L'ex-frère et directeur du Collège Saint-Hilaire Jean-Paul Thibault, 74 ans, vit ses dernières semaines de liberté. Le ministère public veut l'envoyer à l'ombre pour les huit prochaines années en raison des crimes sexuels qu'il a commis à l'endroit de six élèves. La défense réclame plutôt quatre ans d'emprisonnement.

Un texte de Geneviève Garon

L.S. avait 12 ans lorsqu'il a connu le frère Jean-Paul Thibault en 1981, au Collège Saint-Hilaire. Ce dernier l'a agressé sexuellement à répétition jusqu'à son secondaire 3, en 1985. L'ex-frère est passé des attouchements à la masturbation et aux fellations, que ce soit à l'école ou encore lors de sorties en camping, en ski ou au monastère de la congrégation. Il a habilement tissé sa toile autour de l'enfant.

« Sournoisement, il est devenu ami avec mes parents et il sortait avec eux, confie la victime. Mes parents avaient donc une entière confiance pour me laisser aller avec lui dans le cadre des activités autres que l'école. »

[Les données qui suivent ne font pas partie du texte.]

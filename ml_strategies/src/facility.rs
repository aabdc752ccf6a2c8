//! Greedy facility-location maximization.

use std::{cmp::Ordering, collections::BinaryHeap};

use ml_core::GreedyMode;
use ndarray::{Array2, ArrayView2, Axis};

/// Pairwise similarities `max(D) - D` where `D` holds the Euclidean distances between rows.
///
/// Every entry is non-negative and the diagonal holds the largest value of its row.
pub fn similarity(embeddings: ArrayView2<f32>) -> Array2<f32> {
    let norms = embeddings.map_axis(Axis(1), |row| row.dot(&row));
    let gram = embeddings.dot(&embeddings.t());

    let mut dist = gram;
    for ((i, j), d) in dist.indexed_iter_mut() {
        *d = (norms[i] + norms[j] - 2. * *d).max(0.).sqrt();
    }
    dist.diag_mut().fill(0.);

    let max = dist.fold(0f32, |acc, &d| acc.max(d));
    dist.mapv_inplace(|d| max - d);
    dist
}

#[derive(Debug, Clone, Copy)]
struct Candidate {
    gain: f32,
    index: usize,
}

impl PartialEq for Candidate {
    fn eq(&self, other: &Self) -> bool {
        self.cmp(other) == Ordering::Equal
    }
}

impl Eq for Candidate {}

impl PartialOrd for Candidate {
    fn partial_cmp(&self, other: &Self) -> Option<Ordering> {
        Some(self.cmp(other))
    }
}

impl Ord for Candidate {
    // Larger gains first, lower indices break ties.
    fn cmp(&self, other: &Self) -> Ordering {
        self.gain
            .total_cmp(&other.gain)
            .then(other.index.cmp(&self.index))
    }
}

fn gain(sim: &ArrayView2<f32>, best: &[f32], j: usize) -> f32 {
    sim.column(j)
        .iter()
        .zip(best)
        .map(|(&s, &b)| (s - b).max(0.))
        .sum()
}

fn cover(sim: &ArrayView2<f32>, best: &mut [f32], j: usize) {
    for (b, &s) in best.iter_mut().zip(sim.column(j)) {
        *b = b.max(s);
    }
}

/// Picks `k` columns of `sim` maximizing `Σ_i max_{j ∈ S} sim[i][j]`, in pick order.
///
/// `Exact` re-evaluates every remaining candidate at every step. `Lazy` keeps a max-heap of
/// stale gains and only re-evaluates the top, which submodularity makes equivalent.
pub fn greedy(sim: ArrayView2<f32>, k: usize, mode: GreedyMode) -> Vec<usize> {
    let n = sim.ncols();
    let k = k.min(n);
    let mut best = vec![0f32; sim.nrows()];
    let mut selected = Vec::with_capacity(k);

    match mode {
        GreedyMode::Exact => {
            let mut taken = vec![false; n];

            while selected.len() < k {
                let Some(top) = (0..n)
                    .filter(|&j| !taken[j])
                    .map(|j| Candidate {
                        gain: gain(&sim, &best, j),
                        index: j,
                    })
                    .max()
                else {
                    break;
                };

                taken[top.index] = true;
                cover(&sim, &mut best, top.index);
                selected.push(top.index);
            }
        }
        GreedyMode::Lazy => {
            let mut heap: BinaryHeap<_> = (0..n)
                .map(|j| Candidate {
                    gain: gain(&sim, &best, j),
                    index: j,
                })
                .collect();

            while selected.len() < k {
                let Some(stale) = heap.pop() else {
                    break;
                };

                let fresh = Candidate {
                    gain: gain(&sim, &best, stale.index),
                    index: stale.index,
                };

                match heap.peek() {
                    Some(next) if fresh < *next => heap.push(fresh),
                    _ => {
                        cover(&sim, &mut best, fresh.index);
                        selected.push(fresh.index);
                    }
                }
            }
        }
    }

    selected
}

/// Counts, for every selected column, how many rows it is the most similar selected column of.
///
/// A row that is itself selected always counts towards itself, so every weight is at least 1.
/// Other ties go to the earliest pick.
pub fn cluster_weights(sim: ArrayView2<f32>, selected: &[usize]) -> Vec<f32> {
    let mut weights = vec![0f32; selected.len()];
    let position: std::collections::HashMap<usize, usize> = selected
        .iter()
        .enumerate()
        .map(|(pos, &j)| (j, pos))
        .collect();

    for (i, row) in sim.axis_iter(Axis(0)).enumerate() {
        let owner = match position.get(&i) {
            Some(&pos) => Some(pos),
            None => selected
                .iter()
                .enumerate()
                .fold(None, |acc: Option<(usize, f32)>, (pos, &j)| match acc {
                    Some((_, s)) if s >= row[j] => acc,
                    _ => Some((pos, row[j])),
                })
                .map(|(pos, _)| pos),
        };

        if let Some(pos) = owner {
            weights[pos] += 1.;
        }
    }

    weights
}

#[cfg(test)]
mod tests {
    use ndarray::array;
    use rand::{rngs::StdRng, Rng, SeedableRng};

    use super::*;

    #[test]
    fn similarity_is_shifted_distance() {
        let emb = array![[0., 0.], [3., 4.], [0., 1.]];
        let sim = similarity(emb.view());

        assert_eq!(sim[[0, 0]], 5.);
        assert_eq!(sim[[0, 1]], 0.);
        assert!((sim[[0, 2]] - 4.).abs() < 1e-5);
        assert_eq!(sim, sim.t());
    }

    #[test]
    fn picks_the_medoid_first() {
        let emb = array![[0.], [1.], [2.], [10.]];
        let sim = similarity(emb.view());

        assert_eq!(greedy(sim.view(), 1, GreedyMode::Exact), [1]);
        assert_eq!(greedy(sim.view(), 1, GreedyMode::Lazy), [1]);
    }

    #[test]
    fn exact_and_lazy_agree() {
        let mut rng = StdRng::seed_from_u64(9);
        let emb = Array2::from_shape_fn((60, 3), |_| rng.random_range(-1.0..1.0));
        let sim = similarity(emb.view());

        let exact = greedy(sim.view(), 12, GreedyMode::Exact);
        let lazy = greedy(sim.view(), 12, GreedyMode::Lazy);

        assert_eq!(exact.len(), 12);
        assert_eq!(exact, lazy);
    }

    #[test]
    fn weights_count_closest_members() {
        let emb = array![[0.], [0.1], [0.2], [5.], [5.1]];
        let sim = similarity(emb.view());

        let weights = cluster_weights(sim.view(), &[1, 3]);
        assert_eq!(weights, [3., 2.]);
        assert_eq!(weights.iter().sum::<f32>(), 5.);
    }

    #[test]
    fn duplicates_keep_their_own_weight() {
        let emb = array![[1.], [1.], [1.]];
        let sim = similarity(emb.view());

        assert_eq!(cluster_weights(sim.view(), &[0, 2]), [2., 1.]);
    }
}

L.S. a gardé le silence sur ce lourd secret pendant une trentaine d'années. Mais la souffrance ne l'a jamais quitté.

« Ça gruge par en dedans. C'est des sentiments de culpabilité, explique-t-il. Et puis c'est juste en traversant le processus que tu te rends compte, finalement, que tu dois accepter que tu es une victime là-dedans. À 12 ans, tu n'as pas le mental, tu n'as pas la force de défier un directeur d'école qui est en plus le prêtre. »

Lorsque ses enfants ont atteint l'âge qu'il avait lors des agressions, il a trouvé le courage de dénoncer le prêtre. Cinq autres hommes ont brisé le silence.

Le 3 août dernier, Jean-Paul Thibault a plaidé coupable à 10 chefs d'accusation, notamment agression sexuelle et attentat à la pudeur.

Un message de dénonciation, selon la Couronne

Mardi, au palais de justice de Saint-Hyacinthe, L.S. a assisté aux observations sur la peine à imposer à son agresseur. La procureure de la Couronne, Marie-Claude Morin, a répété à plusieurs reprises que l'ancien religieux de la congrégation des frères de Notre-Dame de la Miséricorde a abusé de la confiance des jeunes les plus vulnérables et de leur famille.

Au moment où [les jeunes] se construisaient comme hommes, Jean-Paul Thibault entrait et ravageait des assises déjà fragiles.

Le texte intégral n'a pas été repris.